## About this task
A single number is required: the count of lines in the following entries that include the word "similar".

Top of Material for the task

// src/extract/entry.rs
// =============================================================================
// Extracts dictionary entries from a page.
//
// The dictionary marks each sense/lemma block with a set of CSS classes:
//
//   div.pr.entry-body__el          one entry block (noun, verb, ...)
//     span.hw.dhw                  headword
//     span.pos.dpos                part of speech
//     span.uk.dpron-i > span.ipa   UK pronunciation
//     span.us.dpron-i > span.ipa   US pronunciation
//     div.def.ddef_d.db            a definition (many)
//     div.examp.dexamp             an example sentence (many)
//
// Every block found becomes an Entry, even if none of the inner pieces are
// there. Missing pieces are None (headword, part of speech), "" (pronunciation)
// or an empty Vec (definitions, examples).
// =============================================================================

use crate::extract::{normalize, Page};
use crate::model::{Entry, PronunciationPair};
use once_cell::sync::Lazy;
use scraper::{ElementRef, Selector};

// Selectors are parsed once on first use; they are constants so parsing can't fail
static ENTRY_BLOCK: Lazy<Selector> = Lazy::new(|| selector("div.pr.entry-body__el"));
static HEADWORD: Lazy<Selector> = Lazy::new(|| selector("span.hw.dhw"));
static PART_OF_SPEECH: Lazy<Selector> = Lazy::new(|| selector("span.pos.dpos"));
static UK_PRONUNCIATION: Lazy<Selector> = Lazy::new(|| selector("span.uk.dpron-i"));
static US_PRONUNCIATION: Lazy<Selector> = Lazy::new(|| selector("span.us.dpron-i"));
static PHONETIC: Lazy<Selector> = Lazy::new(|| selector("span.ipa"));
static DEFINITION: Lazy<Selector> = Lazy::new(|| selector("div.def.ddef_d.db"));
static EXAMPLE: Lazy<Selector> = Lazy::new(|| selector("div.examp.dexamp"));

fn selector(css: &str) -> Selector {
    Selector::parse(css).expect("hardcoded selector is valid")
}

// Extracts one Entry per top-level entry block, in document order
//
// Parameters:
//   page: the parsed dictionary page
//
// Returns: Vec<Entry> (empty if the page has no entry blocks, e.g. a
//          "word not found" page)
pub fn extract_entries(page: &Page) -> Vec<Entry> {
    page.document()
        .select(&ENTRY_BLOCK)
        .filter(|block| is_top_level(block))
        .map(|block| extract_entry(&block))
        .collect()
}

// A block nested inside another entry block belongs to its parent
fn is_top_level(block: &ElementRef) -> bool {
    !block
        .ancestors()
        .filter_map(ElementRef::wrap)
        .any(|ancestor| ENTRY_BLOCK.matches(&ancestor))
}

fn extract_entry(block: &ElementRef) -> Entry {
    Entry {
        headword: first_text(block, &HEADWORD),
        part_of_speech: first_text(block, &PART_OF_SPEECH),
        pronunciation: extract_pronunciation(block),
        definitions: all_text(block, &DEFINITION),
        examples: all_text(block, &EXAMPLE),
    }
}

// Finds the UK and US phonetic spellings inside one entry block
//
// Each side is looked up on its own: a page can have UK without US.
// A missing region block, or one without an ipa span, gives "".
fn extract_pronunciation(block: &ElementRef) -> PronunciationPair {
    PronunciationPair {
        uk: regional_phonetic(block, &UK_PRONUNCIATION),
        us: regional_phonetic(block, &US_PRONUNCIATION),
    }
}

fn regional_phonetic(block: &ElementRef, region: &Selector) -> String {
    let phonetic = block
        .select(region)
        .next()
        .and_then(|found| found.select(&PHONETIC).next())
        .map(element_text);

    normalize(phonetic.as_deref())
}

// Normalized text of the first match, or None if nothing matches
fn first_text(block: &ElementRef, selector: &Selector) -> Option<String> {
    block
        .select(selector)
        .next()
        .map(|element| normalize(Some(&element_text(element))))
}

// Normalized text of every match, in document order
fn all_text(block: &ElementRef, selector: &Selector) -> Vec<String> {
    block
        .select(selector)
        .map(|element| normalize(Some(&element_text(element))))
        .collect()
}

// Concatenates all text nodes under an element (like innerText without layout)
fn element_text(element: ElementRef) -> String {
    element.text().collect()
}

// -----------------------------------------------------------------------------
// BEGINNER NOTES:
//
// 1. What is Lazy?
//    - once_cell::sync::Lazy runs its closure the first time it's used
//    - After that, every access returns the same value
//    - Perfect for selectors: parse once, use for every page
//
// 2. Why does ENTRY_BLOCK.matches(&ancestor) need ElementRef::wrap?
//    - ancestors() walks every node (text, comments, elements...)
//    - ElementRef::wrap returns Some only for element nodes
//    - filter_map keeps the elements and drops the rest
//
// 3. Option<&str> and as_deref()
//    - phonetic is Option<String>; normalize wants Option<&str>
//    - as_deref() borrows the String inside without cloning it
// -----------------------------------------------------------------------------

#[cfg(test)]
mod tests {
    use super::*;

    const THESAURUS_PAGE: &str = r#"
        <html><body>
          <div class="pr entry-body__el">
            <span class="hw dhw">thesaurus</span>
            <span class="pos dpos">noun</span>
            <span class="uk dpron-i"><span class="region">uk</span>
              <span class="ipa"> θɪˈsɔː.rəs </span></span>
            <span class="us dpron-i"><span class="ipa">θɪˈsɔːr.əs</span></span>
            <div class="def ddef_d db">a type of
              <a href="/dictionary/english/dictionary">dictionary</a>  in which words
              with similar meanings are arranged in groups</div>
            <div class="examp dexamp">Look it up in a   thesaurus.</div>
            <div class="examp dexamp">An online thesaurus.</div>
          </div>
          <div class="pr entry-body__el">
            <span class="pos dpos">verb</span>
            <span class="uk dpron-i"><span class="ipa">θɪˈsɔː</span></span>
            <div class="def ddef_d db">to look something up</div>
          </div>
        </body></html>
    "#;

    fn entries_for(html: &str) -> Vec<Entry> {
        extract_entries(&Page::parse(html).unwrap())
    }

    #[test]
    fn test_extracts_every_entry_block() {
        let entries = entries_for(THESAURUS_PAGE);
        assert_eq!(entries.len(), 2);

        let noun = &entries[0];
        assert_eq!(noun.headword.as_deref(), Some("thesaurus"));
        assert_eq!(noun.part_of_speech.as_deref(), Some("noun"));
        assert_eq!(noun.pronunciation.uk, "θɪˈsɔː.rəs");
        assert_eq!(noun.pronunciation.us, "θɪˈsɔːr.əs");
        assert_eq!(
            noun.definitions,
            vec!["a type of dictionary in which words with similar meanings are arranged in groups"]
        );
        assert_eq!(
            noun.examples,
            vec!["Look it up in a thesaurus.", "An online thesaurus."]
        );
    }

    #[test]
    fn test_missing_pieces_are_none_or_empty() {
        let entries = entries_for(THESAURUS_PAGE);
        let verb = &entries[1];
        assert_eq!(verb.headword, None);
        assert_eq!(verb.part_of_speech.as_deref(), Some("verb"));
        assert_eq!(verb.pronunciation.uk, "θɪˈsɔː");
        assert_eq!(verb.pronunciation.us, "");
        assert!(verb.examples.is_empty());
    }

    #[test]
    fn test_bare_entry_block_is_kept() {
        let entries = entries_for(r#"<div class="pr entry-body__el"><p>nothing here</p></div>"#);
        assert_eq!(entries, vec![Entry::default()]);
    }

    #[test]
    fn test_region_without_ipa_is_empty() {
        let html = r#"
            <div class="pr entry-body__el">
              <span class="uk dpron-i"><span class="region">uk</span></span>
              <span class="us dpron-i"><span class="ipa">kæt</span></span>
            </div>"#;
        let entries = entries_for(html);
        assert_eq!(entries[0].pronunciation.uk, "");
        assert_eq!(entries[0].pronunciation.us, "kæt");
    }

    #[test]
    fn test_page_without_entries() {
        let entries = entries_for("<html><body><h1>Search results</h1></body></html>");
        assert!(entries.is_empty());
    }

    #[test]
    fn test_nested_block_belongs_to_parent() {
        let html = r#"
            <div class="pr entry-body__el">
              <span class="hw dhw">outer</span>
              <div class="pr entry-body__el"><span class="hw dhw">inner</span></div>
            </div>"#;
        let entries = entries_for(html);
        assert_eq!(entries.len(), 1);
        assert_eq!(entries[0].headword.as_deref(), Some("outer"));
    }

    #[test]
    fn test_extraction_is_repeatable() {
        let page = Page::parse(THESAURUS_PAGE).unwrap();
        assert_eq!(extract_entries(&page), extract_entries(&page));
        assert_eq!(extract_entries(&page), entries_for(THESAURUS_PAGE));
    }
}
// src/model.rs
// =============================================================================
// The data we extract from dictionary pages.
//
// Shape of one crawled word, as written to JSON:
//
//   {
//     "word": "thesaurus",
//     "entries": [
//       {
//         "word": "thesaurus",
//         "part_of_speech": "noun",
//         "pronunciation": { "uk": "θɪˈsɔː.rəs", "us": "θɪˈsɔːr.əs" },
//         "definitions": ["a type of dictionary ..."],
//         "examples": ["..."]
//       }
//     ]
//   }
//
// Optional vs empty:
// - headword and part_of_speech are Option: None means "not on the page",
//   and the key is left out of the JSON entirely
// - pronunciation, definitions and examples are always present, and are
//   simply empty when the page had nothing for them
// =============================================================================

use serde::{Deserialize, Serialize};

/// Everything extracted from one word's page.
#[derive(Debug, Clone, PartialEq, Eq, Serialize, Deserialize)]
pub struct WordRecord {
    /// The word we asked for (not necessarily the headword shown on the page)
    pub word: String,
    /// One entry per sense/lemma block, in page order
    pub entries: Vec<Entry>,
}

impl WordRecord {
    pub fn new(word: impl Into<String>, entries: Vec<Entry>) -> Self {
        Self {
            word: word.into(),
            entries,
        }
    }
}

/// One sense/lemma block on a page (e.g. "thesaurus" the noun).
#[derive(Debug, Clone, Default, PartialEq, Eq, Serialize, Deserialize)]
pub struct Entry {
    /// Heading text of the block. Serialized as "word" like the scraper's output files.
    #[serde(rename = "word", default, skip_serializing_if = "Option::is_none")]
    pub headword: Option<String>,
    #[serde(default, skip_serializing_if = "Option::is_none")]
    pub part_of_speech: Option<String>,
    pub pronunciation: PronunciationPair,
    pub definitions: Vec<String>,
    pub examples: Vec<String>,
}

/// UK and US phonetic spellings. Missing sides are empty strings.
#[derive(Debug, Clone, Default, PartialEq, Eq, Serialize, Deserialize)]
pub struct PronunciationPair {
    pub uk: String,
    pub us: String,
}

/// All records collected by one crawl run, in visit order.
pub type Corpus = Vec<WordRecord>;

Bottom of Material for the task

## Solution for this task
2